I came across the Creative Commons wiki and here they do talk about audio mediums where providing a link is not possible and they suggest embedding it in the narration, which is what I now aim to do. But I have asked the podcasting community at WordPress for their expert advice. https://wiki.creativecommons.org/wiki/Best_practices_for_attribution#Attribution_in_specific_media

I am going to publish this article early today; it is Sunday afternoon, I’ve done nothing today but track around the world-wide-web trying to get an answer on the attribution questions and I have not received an answer from TrackTribe, not yet anyway. Posting this early, will put a line under the topic at least for this week, to be honest I am fed-up with the whole subject enough to make me think, I’ll not bother with music at all for the podcast, but I know I probably won’t do that.

I’ve spent so much time on the music attribution this week that other items have slipped, but I shouldn’t beat myself up about this, as I have made good progress.

The objectives for week 30 will now be:

  • Catch up on the recent missing transcripts for The Diary of a Digital Nobody, I think there are now four weeks missing (and five from earlier in the year)!
  • Add the fourth and fifth videos to YouTube and add subtitles and captions for all of them.
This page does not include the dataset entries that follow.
use super::*;

#[test]
fn endpoints_are_fixed() {
    for ease in [Ease::Linear, Ease::InOutCubic] {
        assert_eq!(ease.apply(0.0), 0.0);
        assert_eq!(ease.apply(1.0), 1.0);
    }
}

#[test]
fn in_out_cubic_is_symmetric_and_flat_at_keys() {
    let e = Ease::InOutCubic;
    assert_eq!(e.apply(0.5), 0.5);
    for t in [0.1, 0.25, 0.4] {
        assert!((e.apply(t) + e.apply(1.0 - t) - 1.0).abs() < 1e-12);
        assert!(e.apply(t) < Ease::Linear.apply(t));
    }
    // Slope near both ends vanishes.
    let h = 1e-4;
    assert!(e.apply(h) / h < 1e-6);
    assert!((1.0 - e.apply(1.0 - h)) / h < 1e-6);
}

#[test]
fn out_of_range_input_is_clamped() {
    assert_eq!(Ease::InOutCubic.apply(-1.0), 0.0);
    assert_eq!(Ease::InOutCubic.apply(2.0), 1.0);
    assert_eq!(Ease::Linear.apply(1.5), 1.0);
}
The new videos will use the Lavalier microphone.
  • Investigate End Screen and Cards settings on YouTube.
  • Add music to the three Maximo Bite Size podcasts including the attribution.
  • Create the podcast episodes for a further two weeks of both The Diary of a Digital Nobody and Maximo Bite Size.
  • Keep searching for the background to the YouTube banner.
  • Write the transcript for both the podcast and YouTube trailers.